There’s been a lot of talk about identity at the occupation.

May we propose a formula from an old philosopher?

The truth of identity is the identity of identity and non-identity.

 

The Time of Occupation

November 22, 2011

Will the occupation last?

Should it last?

We suggest some pithy lines from the addendum to Walter Benjamin’s Theses on the Philosophy of History:

A

Historicism contents itself with establishing a causal nexus of various moments of history. But no state of affairs is, as a cause, already a historical one. It becomes this, posthumously, through eventualities which may be separated from it by millennia. The historian who starts from this, ceases to permit the consequences of eventualities to run through the fingers like the beads of a rosary. He records [erfasst] the constellation in which his own epoch comes into contact with that of an earlier one. He thereby establishes a concept of the present as that of the here-and-now, in which splinters of messianic time are shot through.

B

Surely the time of the soothsayers, who divined what lay hidden in the lap of the future, was experienced neither as homogenous nor as empty. Whoever keeps this in mind will perhaps have an idea of how past time was experienced as remembrance: namely, just the same way. It is well-known that the Jews were forbidden to look into the future. The Torah and the prayers instructed them, by contrast, in remembrance. This disenchanted those who fell prey to the future, who sought advice from the soothsayers. For that reason the future did not, however, turn into a homogenous and empty time for the Jews.
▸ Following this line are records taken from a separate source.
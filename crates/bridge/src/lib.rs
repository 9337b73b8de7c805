//! Synchronization and routing engine for the WhatsApp ↔ Discord bridge.
//!
//! Mirrors every messaging-side conversation as a text channel inside a single
//! hub workspace and relays messages in both directions. Platform SDKs are
//! reached only through the [`HubClient`] and [`MessagingClient`] traits.

pub mod directory;
pub mod error;
pub mod guard;
pub mod hub;
pub mod inbound;
pub mod messaging;
pub mod outbound;
pub mod runtime;
pub mod structure;
pub mod types;

#[cfg(test)]
mod testing;

pub use {
    directory::ChannelDirectory,
    error::{Error, Result},
    guard::ensure_single_workspace,
    hub::{HubClient, HubEvent},
    inbound::InboundRelay,
    messaging::{MessagingClient, MessagingEvent},
    outbound::OutboundRelay,
    runtime::{ActiveBridge, Bridge, BridgeContext, BridgeSettings},
    structure::StructureSynchronizer,
    types::{
        Channel, ChannelId, ChannelKind, Conversation, ConversationId, ConversationKind,
        HubMessage, IdentityKey, InboundMessage, MessageContent, NewChannel, Workspace,
        WorkspaceId,
    },
};
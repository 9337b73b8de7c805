//! Configuration loading, validation, and env substitution.
//!
//! Config files: `parley.toml`, `parley.yaml`, `parley.yml`, or `parley.json`
//! Searched in `./` then `~/.config/parley/`.
//!
//! Supports `${ENV_VAR}` substitution in all string values.

pub mod env_subst;
pub mod loader;
pub mod schema;
pub mod validate;

pub use {
    loader::{apply_env_overrides, config_dir, discover_and_load, find_config_file, load_config},
    schema::{BridgeConfig, DiscordConfig, ParleyConfig, WhatsAppConfig},
    validate::{Diagnostic, Severity, ValidationResult, check_config, validate, validate_str},
};
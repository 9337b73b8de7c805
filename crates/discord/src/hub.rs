use std::sync::Arc;

use {
    async_trait::async_trait,
    parley_bridge::{
        Channel, ChannelId, HubClient, NewChannel, Result, Workspace, WorkspaceId,
    },
    serenity::{all::CreateChannel, http::Http},
    tracing::debug,
};

use crate::{
    convert::{channel_id, discord_channel_type, guild_id, to_channel, to_workspace},
    error::Error,
};

/// [`HubClient`] over Discord's REST API.
///
/// Channel listing always goes to the API rather than the gateway cache, so
/// a channel is visible as soon as its creation call returns.
#[derive(Clone)]
pub struct DiscordHub {
    http: Arc<Http>,
}

impl DiscordHub {
    pub fn new(http: Arc<Http>) -> Self {
        Self { http }
    }
}

#[async_trait]
impl HubClient for DiscordHub {
    async fn workspaces(&self) -> Result<Vec<Workspace>> {
        let guilds = self
            .http
            .get_guilds(None, None)
            .await
            .map_err(|e| Error::from(e).into_bridge("list guilds"))?;
        Ok(guilds.iter().map(to_workspace).collect())
    }

    async fn channels(&self, workspace: &WorkspaceId) -> Result<Vec<Channel>> {
        let guild = guild_id(workspace).map_err(|e| e.into_bridge("list channels"))?;
        let channels = self
            .http
            .get_channels(guild)
            .await
            .map_err(|e| Error::from(e).into_bridge("list channels"))?;
        debug!(workspace = %workspace, count = channels.len(), "listed discord channels");
        Ok(channels.iter().map(to_channel).collect())
    }

    async fn create_channel(&self, workspace: &WorkspaceId, channel: NewChannel) -> Result<Channel> {
        let guild = guild_id(workspace).map_err(|e| e.into_bridge("create channel"))?;

        let mut builder =
            CreateChannel::new(channel.name.as_str()).kind(discord_channel_type(channel.kind));
        if let Some(parent) = &channel.parent_id {
            let parent = channel_id(parent).map_err(|e| e.into_bridge("create channel"))?;
            builder = builder.category(parent);
        }
        if let Some(topic) = &channel.topic {
            builder = builder.topic(topic.as_str());
        }

        let created = guild
            .create_channel(&self.http, builder)
            .await
            .map_err(|e| Error::from(e).into_bridge("create channel"))?;
        Ok(to_channel(&created))
    }

    async fn send_text(&self, channel: &ChannelId, text: &str) -> Result<()> {
        let target = channel_id(channel).map_err(|e| e.into_bridge("send message"))?;
        target
            .say(&self.http, text)
            .await
            .map_err(|e| Error::from(e).into_bridge("send message"))?;
        Ok(())
    }
}
//! Conversions between serenity models and bridge types.

use {
    parley_bridge::{Channel, ChannelId, ChannelKind, HubMessage, Workspace, WorkspaceId},
    serenity::all::{
        ChannelId as DiscordChannelId, ChannelType, GuildChannel, GuildId, GuildInfo, Message,
    },
};

use crate::error::{Error, Result};

fn parse_snowflake(kind: &'static str, value: &str) -> Result<u64> {
    match value.parse::<u64>() {
        Ok(id) if id != 0 => Ok(id),
        _ => Err(Error::InvalidId {
            kind,
            value: value.to_string(),
        }),
    }
}

pub fn guild_id(id: &WorkspaceId) -> Result<GuildId> {
    parse_snowflake("guild", id.as_str()).map(GuildId::new)
}

pub fn channel_id(id: &ChannelId) -> Result<DiscordChannelId> {
    parse_snowflake("channel", id.as_str()).map(DiscordChannelId::new)
}

pub fn channel_kind(kind: ChannelType) -> ChannelKind {
    match kind {
        ChannelType::Text => ChannelKind::Text,
        ChannelType::Category => ChannelKind::Category,
        _ => ChannelKind::Other,
    }
}

pub fn discord_channel_type(kind: ChannelKind) -> ChannelType {
    match kind {
        ChannelKind::Category => ChannelType::Category,
        ChannelKind::Text | ChannelKind::Other => ChannelType::Text,
    }
}

pub fn to_channel(channel: &GuildChannel) -> Channel {
    Channel {
        id: ChannelId::new(channel.id.to_string()),
        name: channel.name.clone(),
        kind: channel_kind(channel.kind),
        parent_id: channel.parent_id.map(|p| ChannelId::new(p.to_string())),
        topic: channel.topic.clone(),
    }
}

pub fn to_workspace(guild: &GuildInfo) -> Workspace {
    Workspace {
        id: WorkspaceId::new(guild.id.to_string()),
        name: guild.name.clone(),
    }
}

/// The fields of a gateway message the bridge looks at.
#[derive(Debug, Clone)]
pub struct IncomingPost<'a> {
    pub guild_id: Option<u64>,
    pub channel_id: u64,
    pub author_id: u64,
    pub author_is_bot: bool,
    pub content: &'a str,
}

impl<'a> From<&'a Message> for IncomingPost<'a> {
    fn from(msg: &'a Message) -> Self {
        Self {
            guild_id: msg.guild_id.map(|g| g.get()),
            channel_id: msg.channel_id.get(),
            author_id: msg.author.id.get(),
            author_is_bot: msg.author.bot,
            content: &msg.content,
        }
    }
}

impl IncomingPost<'_> {
    /// `bot_user_id` is the bridge's own account, known once the gateway is ready.
    pub fn into_hub_message(self, bot_user_id: Option<u64>) -> HubMessage {
        HubMessage {
            author_is_bot: self.author_is_bot,
            author_is_bridge: bot_user_id == Some(self.author_id),
            workspace_id: self.guild_id.map(|g| WorkspaceId::new(g.to_string())),
            channel_id: ChannelId::new(self.channel_id.to_string()),
            content: self.content.to_string(),
        }
    }
}
use tokio_tungstenite::tungstenite;

#[derive(Debug, thiserror::Error)]
pub enum Error {
    #[error("websocket error: {0}")]
    WebSocket(#[from] tungstenite::Error),

    #[error("invalid sidecar frame: {0}")]
    Json(#[from] serde_json::Error),

    #[error("could not reach sidecar at {url} after {attempts} attempts")]
    Unreachable { url: String, attempts: u32 },

    /// The connection closed before the sidecar answered.
    #[error("sidecar connection closed")]
    Disconnected,

    #[error("sidecar error: {0}")]
    Sidecar(String),

    #[error("unexpected sidecar response to {request}")]
    UnexpectedResponse { request: &'static str },

    #[error("message to {chat_id} was not sent: {reason}")]
    SendFailed { chat_id: String, reason: String },
}

pub type Result<T> = std::result::Result<T, Error>;

impl Error {
    pub fn into_bridge(self, context: &str) -> parley_bridge::Error {
        parley_bridge::Error::external(context, self)
    }
}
For in it every second was the narrow gate, through which the Messiah could enter.

Totality, Disinherited

November 21, 2011

A vampire chops garlic in a Creole kitchen.  The masked Michael Myers checks his email: no new messages.  Such are the subtle antagonisms of our daily dread.

Yet without this banality of conflict we lose the plot.  Fancy-freedom is the life of a coward.

It has been nearly three years since the false dawn of the student occupations.  Meantime we have kept abreast of political happenings.  None has merited our input.  Just before we insinuated ourselves into the affairs of the Middle East, their groundhog saw its own shadow, ushering in a longer Arab Winter than previously expected.

We were pleased to see that the first project of the Libyan Transitional Council, for example, was to set up a national bank, but, honestly, we prefer our revolutionaries with a little more stink.  A respectable nose-bone ratio.  Gamey taste.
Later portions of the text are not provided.